== DESCRIPTION OF THE TASK ==
Return all of the entries exactly as written.

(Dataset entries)
□ □ □ □ □ □ □
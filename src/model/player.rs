use ahash::RandomState;
use serde::{Deserialize, Serialize};
use std::collections::HashMap;

pub type PlayerId = String;

#[derive(Serialize, Deserialize, Clone, Debug, PartialEq, Eq)]
#[serde(rename_all = "camelCase")]
pub struct PlayerProfile {
    pub id: PlayerId,
    #[serde(default)]
    pub name: String,
}

/// Resolved id to profile lookup supplied by the caller.
#[derive(Clone, Debug, Default)]
pub struct PlayerDirectory {
    profiles: HashMap<PlayerId, PlayerProfile, RandomState>,
}

impl PlayerDirectory {
    #[must_use]
    pub fn new(profiles: impl IntoIterator<Item = PlayerProfile>) -> Self {
        Self {
            profiles: profiles.into_iter().map(|p| (p.id.clone(), p)).collect(),
        }
    }

    #[must_use]
    pub fn get(&self, id: &str) -> Option<&PlayerProfile> {
        self.profiles.get(id)
    }

    /// Display name for a player, falling back to the id.
    #[must_use]
    pub fn display_name(&self, id: &str) -> String {
        self.get(id)
            .map(|p| p.name.trim())
            .filter(|name| !name.is_empty())
            .map_or_else(|| id.to_string(), str::to_string)
    }
}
□ □ □ □ □ □ □
== RESPONSE TO THE EXERCISE ==
filename src/model/player.rs
use ahash::RandomState;
use serde::{Deserialize, Serialize};
use std::collections::HashMap;

pub type PlayerId = String;

#[derive(Serialize, Deserialize, Clone, Debug, PartialEq, Eq)]
#[serde(rename_all = "camelCase")]
pub struct PlayerProfile {
    pub id: PlayerId,
    #[serde(default)]
    pub name: String,
}

/// Resolved id to profile lookup supplied by the caller.
#[derive(Clone, Debug, Default)]
pub struct PlayerDirectory {
    profiles: HashMap<PlayerId, PlayerProfile, RandomState>,
}

impl PlayerDirectory {
    #[must_use]
    pub fn new(profiles: impl IntoIterator<Item = PlayerProfile>) -> Self {
        Self {
            profiles: profiles.into_iter().map(|p| (p.id.clone(), p)).collect(),
        }
    }

    #[must_use]
    pub fn get(&self, id: &str) -> Option<&PlayerProfile> {
        self.profiles.get(id)
    }

    /// Display name for a player, falling back to the id.
    #[must_use]
    pub fn display_name(&self, id: &str) -> String {
        self.get(id)
            .map(|p| p.name.trim())
            .filter(|name| !name.is_empty())
            .map_or_else(|| id.to_string(), str::to_string)
    }
}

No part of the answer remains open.